Mental Picture and Specifics

  • Lily of the valley is indicated for organic heart weakness with valvular insufficiency, edema, dyspnea, and venous stasis with a rapid and feeble pulse. The thoughts are dulled and the tongue is broad and thick with a heavy dirty coating that feels sore and scalded. The individual feels better in open air and worse in a warm room.

Contraindications

  • Pregnancy and lactation

  • Hypokalemia

  • Hypo- or Hypercalcemia

  • Hypomagnesemia

  • Ventricular arrhythmias

  • Kidney failure

  • Severe carditis

Adverse Effects

  • Generally no adverse effects are encountered at therapeutic doses

  • Bradycardia and other arrhythmias

  • Anorexia

  • Fatigue

  • Nausea and vomiting

  • Yellow-green halo around objects

  • Gynecomastia

  • Loss of libido

Toxicity

  • Much wider therapeutic window than Digitalis purpurea, although overdose can be lethal

  • Toxicity can be antidoted with potassium

Interactions

  • Toxicity potentiated by K+ and Mg2+-depleting drugs (i.e. diuretics, steroids)

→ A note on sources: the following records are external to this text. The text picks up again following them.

//! Calculator parameters
//!
//! Every constant used by the oxygen demand calculation lives in
//! [`CalculatorParameters`]. The struct is injected into the calculator at
//! construction and is also the source of the human-readable assumption text,
//! so retuning a constant changes the formula and its documentation together.
//!
//! Parameters deserialise with `#[serde(default)]`, so a TOML file only needs to
//! list the values it overrides:
//!
//! ```toml
//! trees_per_hectare = 625.0
//! min_soil_yield_fraction = 0.7
//!
//! [disaster_curve]
//! trend = "increasing"
//! bands = [{ lower = 0.0, upper = 10.0, start = 1.05, end = 1.5 }]
//! ```

use crate::errors::{CalculatorError, CalculatorResult};
use crate::penalty::PenaltyCurve;
use crate::result::ConfidenceLevel;
use serde::{Deserialize, Serialize};
use std::path::Path;
use tracing::{debug, warn};

/// Parameters for the oxygen demand calculation
///
/// # Base demand
///
/// $$D_{base} = P \cdot V_{O_2} \cdot N_{days} \cdot \rho_{O_2} / 1000$$
///
/// where $P$ is the population, $V_{O_2}$ the daily per-person consumption and
/// $\rho_{O_2}$ the density of oxygen.
///
/// # Tree supply
///
/// $$S_{tree} = S_{base} \cdot \max\left(\frac{Q_{soil}}{100}, f_{min}\right)$$
#[derive(Debug, Clone, PartialEq, Serialize, Deserialize)]
#[serde(default)]
pub struct CalculatorParameters {
    /// Oxygen consumed per person per day
    /// unit: L/day
    /// default: 550.0
    pub o2_consumption_l_per_day: f64,

    /// Oxygen density at STP, used for the volume to mass conversion
    /// unit: g/L
    /// default: 1.429
    pub o2_density_g_per_l: f64,

    /// unit: days
    /// default: 365.0
    pub days_per_year: f64,

    /// Nominal oxygen yield of a mature tree before soil adjustment
    /// unit: kg/year
    /// default: 110.0
    pub base_tree_o2_kg_per_year: f64,

    /// Mature tree lifespan. Only reported in the assumptions; not part of
    /// the deficit formula.
    /// unit: years
    /// default: 50.0
    pub tree_lifespan_years: f64,

    /// Planting density used to convert a tree count to land area.
    ///
    /// A typical plantation density; 6,762,345 trees ≈ 16,905.86 ha.
    /// unit: trees/hectare
    /// default: 400.0
    pub trees_per_hectare: f64,

    /// Floor applied to the soil yield fraction `soil_quality / 100`.
    ///
    /// With the default of 0.0 a soil quality of 0 gives zero per-tree
    /// supply and the calculation is refused. A positive floor clamps the
    /// supply instead, e.g. 0.7 keeps poor-soil trees at 70% yield.
    /// unit: dimensionless
    /// default: 0.0
    pub min_soil_yield_fraction: f64,

    /// Frequency score above which disaster inputs are outside the observed range.
    /// Advisory only; larger values are accepted.
    /// unit: events/year-equivalent
    /// default: 20.0
    pub advisory_max_disaster_frequency: f64,

    /// Label attached to every result
    /// default: high
    pub confidence_level: ConfidenceLevel,

    /// Citations reported with every result
    pub data_sources: Vec<String>,

    /// AQI penalty curve
    /// default: [`PenaltyCurve::epa_aqi`]
    pub aqi_curve: PenaltyCurve,

    /// Soil degradation penalty curve
    /// default: [`PenaltyCurve::soil_degradation`]
    pub soil_curve: PenaltyCurve,

    /// Disaster loss penalty curve
    /// default: [`PenaltyCurve::disaster_loss`]
    pub disaster_curve: PenaltyCurve,
}

impl Default for CalculatorParameters {
    fn default() -> Self {
        Self {
            o2_consumption_l_per_day: 550.0,
            o2_density_g_per_l: 1.429,
            days_per_year: 365.0,
            base_tree_o2_kg_per_year: 110.0,
            tree_lifespan_years: 50.0,
            trees_per_hectare: 400.0,
            min_soil_yield_fraction: 0.0,
            advisory_max_disaster_frequency: 20.0,
            confidence_level: ConfidenceLevel::High,
            data_sources: vec![
                "WHO: Human oxygen consumption standards".to_string(),
                "USDA Forest Service: Tree oxygen production research".to_string(),
                "EPA: Air Quality Index categories".to_string(),
            ],
            aqi_curve: PenaltyCurve::epa_aqi(),
            soil_curve: PenaltyCurve::soil_degradation(),
            disaster_curve: PenaltyCurve::disaster_loss(),
        }
    }
}

impl CalculatorParameters {
    /// Parse parameters from a TOML document. Missing keys take their defaults.
    pub fn from_toml_str(document: &str) -> CalculatorResult<Self> {
        let parameters: Self =
            toml::from_str(document).map_err(|e| CalculatorError::ParameterFile(e.to_string()))?;
        parameters.validate()?;
        Ok(parameters)
    }

    /// Read and parse a TOML parameters file.
    pub fn from_file(path: impl AsRef<Path>) -> CalculatorResult<Self> {
        let path = path.as_ref();
        debug!(path = %path.display(), "Loading calculator parameters");
        let document = std::fs::read_to_string(path)
            .map_err(|e| CalculatorError::ParameterFile(format!("{}: {}", path.display(), e)))?;
        Self::from_toml_str(&document)
    }

    /// Render the parameters as a TOML document.
    pub fn to_toml_string(&self) -> CalculatorResult<String> {
        toml::to_string(self).map_err(|e| CalculatorError::ParameterFile(e.to_string()))
    }

    /// Human-readable description of the constants in use.
    pub fn assumptions(&self) -> Vec<String> {
        vec![
            format!(
                "Average human O2 consumption: {} L/day",
                self.o2_consumption_l_per_day
            ),
            format!("Oxygen density at STP: {} g/L", self.o2_density_g_per_l),
            format!(
                "Mature tree O2 production: {} kg/year",
                self.base_tree_o2_kg_per_year
            ),
            format!("Mature tree lifespan: {} years", self.tree_lifespan_years),
            format!(
                "Tree plantation density: {} trees/hectare",
                self.trees_per_hectare
            ),
            "Calculations assume no existing tree coverage (conservative estimate)".to_string(),
            "O2 demand penalties based on AQI, soil quality, and disaster frequency".to_string(),
        ]
    }

    /// Check the internal consistency of the parameter set.
    pub fn validate(&self) -> CalculatorResult<()> {
        let positive = [
            ("o2_consumption_l_per_day", self.o2_consumption_l_per_day),
            ("o2_density_g_per_l", self.o2_density_g_per_l),
            ("days_per_year", self.days_per_year),
            ("base_tree_o2_kg_per_year", self.base_tree_o2_kg_per_year),
            ("tree_lifespan_years", self.tree_lifespan_years),
            ("trees_per_hectare", self.trees_per_hectare),
            (
                "advisory_max_disaster_frequency",
                self.advisory_max_disaster_frequency,
            ),
        ];
        for (name, value) in positive {
            if !value.is_finite() || value <= 0.0 {
                return Err(CalculatorError::invalid_parameter(
                    name,
                    format!("must be a positive finite number, got {value}"),
                ));
            }
        }

        if !(0.0..=1.0).contains(&self.min_soil_yield_fraction) {
            return Err(CalculatorError::invalid_parameter(
                "min_soil_yield_fraction",
                format!(
                    "must lie in [0, 1], got {}",
                    self.min_soil_yield_fraction
                ),
            ));
        }

        self.aqi_curve.validate("aqi_curve")?;
        self.soil_curve.validate("soil_curve")?;
        self.disaster_curve.validate("disaster_curve")?;

        if self.data_sources.is_empty() {
            warn!("No data sources configured; results will carry no citations");
        }

        Ok(())
    }
}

  • Ca2+ can promote arrhythmias

  • Beta-blockers can cause heart block

  • Can cause false positives on EKG

  • Drugs that increase toxicity: alprazolam, antibiotics, anticholinergics, benzodiazepines, calcium channel blockers, ibuprofen, indomethacin, omeprazole, quinine, and quinidine

  • Drugs that decrease toxicity: aminoglycosides, antacids, antihistamines, barbiturates, chemotherapy drugs, cholestyramine, dietary fiber, oral hypoglycemic, penicillamine, phenytoin, rifampin, sucralfate

References:

Brinker, Francis J. Herbal Contraindications and Drug Interactions plus: Herbal Adjuncts with Medicines. Eclectic Medical Publications, 2010.

Kaufmann, Taylor. NPLEX II Study Guide. Wild Brilliance Press, 2019.

Lun, Vincent, et al. Core Knowledge for NPLEX 2. 1st ed., Marano Publishing Incorporated, 2014.

Marciano, Marisa, and Nikita A. Vizniak. Evidence Informed Botanical Medicine. Professional Health Systems Inc., 2015.

Sherman, John. The Complete Botanical Prescriber. Four Seasons Pub.

Skenderi, Gazmend. Herbal Vade Mecum: 800 Herbs, Spices, Essential Oils, Lipids, Etc., Constituents, Properties, Uses, and Caution. Herbacy Press, 2004.

Tilgner, Sharol. Herbal Medicine: From the Heart of the Earth. Wise Acres, 2020.